Vika ile birlikte kurduğun startup’ın (küçük işletme) adı Green Food.  Neden Green Food? 

♦ Ben Bursa’nın Yeşil Mahallesi’nde doğdum büyüdüm. Yeşil Mahallesi’nin benim için ayrı bir yeri var. Hem geldiğim yeri unutmamak, hem de Bursa’yı, Yeşil semtini tanıtmak için bu ismi seçtim. 

Buradaki başarının sırrı sence nedir?

♦ Başarının sırrı bence önce Vika. Her başarılı erkeğin arkasında bir kadın vardır değil mi? Ve tabi sonra iletişim. İletişimi iyi kurduğumuzu düşünüyorum. Her müşteriyle kendi arkadaşımız gibi ilgileniyoruz. İletişim kurabiliyoruz. Hepimiz genciz. Onlar da üniversiteli biz de. İnsanları seviyoruz. Ne var ne yok? Sınavlar nasıl gidiyor? Hayat nasıl? Birbirimize espriler yapıyoruz. 

g-04.jpg

Sen çok genç denebilecek bir yaşta böyle bir yolculuğa çıktın. Türkiye’de senin gibi girişimcilik hayalleri olanlara neler önerirsin?

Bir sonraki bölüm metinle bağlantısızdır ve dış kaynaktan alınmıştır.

//! Note endpoints, mounted under `/api/notes`.
//!
//! Every handler runs behind [`require_auth`](crate::auth::require_auth) and
//! scopes its store call to the caller with a [`NoteFilter`]. A note owned by
//! someone else is reported exactly like a missing one.

use axum::{
    extract::{
        rejection::{JsonRejection, QueryRejection},
        Path, Query, State,
    },
    http::StatusCode,
    Extension, Json,
};
use serde::{Deserialize, Deserializer};
use serde_json::Value;
use tracing::{debug, info};

use notekeep_core::logging::{OP_CREATE_NOTE, OP_GET_NOTE, OP_LIST_NOTES, OP_UPDATE_NOTE};
use notekeep_core::validation::TITLE_REQUIRED;
use notekeep_core::{
    parse_note_id, parse_pagination, validate_new_note, validate_patch, AuthUser, Error, Note,
    NoteFilter, NoteOrder,
};

use crate::error::{ApiError, OperationContext};
use crate::response::{DataResponse, NoteListResponse, SuccessResponse};
use crate::AppState;

pub const NOTE_NOT_FOUND: &str = "Note not found";
pub const CONTENT_NOT_STRING: &str = "Content must be a string";

/// Body for create and update.
///
/// Fields stay loosely typed so a wrong JSON type gets a field-specific
/// message instead of a serde rejection.
#[derive(Debug, Default, Deserialize)]
pub struct NoteBody {
    /// `Some(Value::Null)` for an explicit `null`, `None` only when missing.
    #[serde(default, deserialize_with = "present")]
    pub title: Option<Value>,
    #[serde(default)]
    pub content: Option<Value>,
}

fn present<'de, D>(deserializer: D) -> Result<Option<Value>, D::Error>
where
    D: Deserializer<'de>,
{
    Value::deserialize(deserializer).map(Some)
}

impl NoteBody {
    /// `None` when no title was sent; any sent value must be a string.
    fn title(&self) -> Result<Option<&str>, Error> {
        match &self.title {
            None => Ok(None),
            Some(Value::String(s)) => Ok(Some(s.as_str())),
            Some(_) => Err(Error::InvalidTitle(TITLE_REQUIRED.to_string())),
        }
    }

    fn content(&self) -> Result<Option<String>, Error> {
        match &self.content {
            None => Ok(None),
            Some(Value::String(s)) => Ok(Some(s.clone())),
            Some(_) => Err(Error::InvalidInput(CONTENT_NOT_STRING.to_string())),
        }
    }
}

#[derive(Debug, Default, Deserialize)]
pub struct ListNotesQuery {
    pub page: Option<String>,
    pub limit: Option<String>,
}

/// `POST /api/notes/create`
pub async fn create_note(
    State(state): State<AppState>,
    Extension(user): Extension<AuthUser>,
    body: Result<Json<NoteBody>, JsonRejection>,
) -> Result<(StatusCode, Json<DataResponse<Note>>), ApiError> {
    let Json(body) = body?;
    let new_note = validate_new_note(&user.id, body.title()?, body.content()?)?;

    let note = state
        .notes
        .create(new_note)
        .await
        .context(OP_CREATE_NOTE, "Failed to create note")?;

    info!(
        subsystem = "api",
        op = OP_CREATE_NOTE,
        note_id = %note.id,
        user_id = %user.id,
        "Note created"
    );
    Ok((StatusCode::CREATED, Json(DataResponse::new(note))))
}

/// `PATCH /api/notes/update/:id`
pub async fn update_note(
    State(state): State<AppState>,
    Extension(user): Extension<AuthUser>,
    Path(id): Path<String>,
    body: Result<Json<NoteBody>, JsonRejection>,
) -> Result<Json<SuccessResponse<Note>>, ApiError> {
    let id = parse_note_id(&id)?;
    let Json(body) = body?;
    let patch = validate_patch(body.title()?, body.content()?)?;

    let note = state
        .notes
        .update(NoteFilter::owned_note(&user.id, id), patch)
        .await
        .context(OP_UPDATE_NOTE, "Failed to update note")?
        .ok_or_else(|| ApiError::NotFound(NOTE_NOT_FOUND.to_string()))?;

    info!(
        subsystem = "api",
        op = OP_UPDATE_NOTE,
        note_id = %note.id,
        user_id = %user.id,
        "Note updated"
    );
    Ok(Json(SuccessResponse::new(note)))
}

/// `GET /api/notes/:id`
pub async fn get_note(
    State(state): State<AppState>,
    Extension(user): Extension<AuthUser>,
    Path(id): Path<String>,
) -> Result<Json<SuccessResponse<Note>>, ApiError> {
    let id = parse_note_id(&id)?;

    let note = state
        .notes
        .find_first(NoteFilter::owned_note(&user.id, id))
        .await
        .context(OP_GET_NOTE, "Failed to fetch note")?
        .ok_or_else(|| {
            debug!(op = OP_GET_NOTE, note_id = %id, user_id = %user.id, "No owned note");
            ApiError::NotFound(NOTE_NOT_FOUND.to_string())
        })?;

    Ok(Json(SuccessResponse::new(note)))
}

/// `GET /api/notes/all?page=&limit=`
///
/// The page and the total are fetched concurrently.
pub async fn list_notes(
    State(state): State<AppState>,
    Extension(user): Extension<AuthUser>,
    query: Result<Query<ListNotesQuery>, QueryRejection>,
) -> Result<Json<NoteListResponse>, ApiError> {
    let Query(query) = query?;
    let page = parse_pagination(query.page.as_deref(), query.limit.as_deref())?;

    let filter = NoteFilter::owned_by(&user.id);
    let (notes, total) = futures::try_join!(
        state
            .notes
            .find_many(filter.clone(), NoteOrder::UpdatedDesc, page.skip, page.limit),
        state.notes.count(filter),
    )
    .context(OP_LIST_NOTES, "Failed to fetch notes")?;

    debug!(
        op = OP_LIST_NOTES,
        user_id = %user.id,
        page = page.page,
        result_count = notes.len(),
        total,
        "Listed notes"
    );
    Ok(Json(NoteListResponse::new(notes, page.meta(total))))
}

#[cfg(test)]
mod tests {
    use super::*;
    use serde_json::json;

    fn body(value: Value) -> NoteBody {
        serde_json::from_value(value).unwrap()
    }

    #[test]
    fn test_title_missing_vs_present() {
        assert_eq!(body(json!({})).title().unwrap(), None);
        assert_eq!(body(json!({"title": "T"})).title().unwrap(), Some("T"));
    }

    #[test]
    fn test_non_string_title_is_rejected() {
        for value in [json!(42), json!(null), json!(["x"]), json!({"t": 1})] {
            assert!(matches!(
                body(json!({ "title": value })).title(),
                Err(Error::InvalidTitle(msg)) if msg == TITLE_REQUIRED
            ));
        }
    }

    #[test]
    fn test_content_must_be_string_or_null() {
        assert_eq!(body(json!({})).content().unwrap(), None);
        assert_eq!(body(json!({"content": null})).content().unwrap(), None);
        assert_eq!(
            body(json!({"content": "x"})).content().unwrap(),
            Some("x".to_string())
        );
        assert!(matches!(
            body(json!({"content": [1, 2]})).content(),
            Err(Error::InvalidInput(msg)) if msg == CONTENT_NOT_STRING
        ));
    }
}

♦ Günay Bey, ilk önce size söyleyebileceğim, dolayısıyla gençlere söyleyeceğim ilk şey; herhangi bir hedefi olmayan arkadaş çevresini değiştirmeleri. Arkadaş çevresi çok ama çok önemli. Hedefi olan, hayatta başarılı olmak isteyen arkadaşlar edinmeleri çok önemli. Eğer bir hedefleri varsa, bunun için yılmadan mücadele etmeliler.  Başarılı olacaklarına inanıyorlarsa, çevrelerindeki insanlara, özellikle de ailelerini ikna edebilmeliler. Aslında çok kolay değil. Hatta hiç kolay değil. Önemli olan bu hedefe ulaşabilmek için her türlü zorluğa göğüs germeleri gerekir. Ben, bunu tecrübe ettim. Üniversite eğitimi alırken bir yandan da çalıştım. Para kazanmam gerekiyordu geçimimi sağlamam için. P&G Gilette gibi işlerde çalıştım. Sonra bu bardakta mısır olayı işte…

Girişimcilik, ticaret ve pazarlama konusunda durumlar nasıl? Neler yapıyorsunuz? Girişimcilik, ticaret, pazarlama konusunda?

♦ Evet. Bu konuda bardakta mısır satışı ve bunun hem Polonya’da ulusal medyada yer alması hem de Bursa’da Söz Sizde köşesinde yayımlanması açıkçası önümü açtı ve cesaretlendirdi. 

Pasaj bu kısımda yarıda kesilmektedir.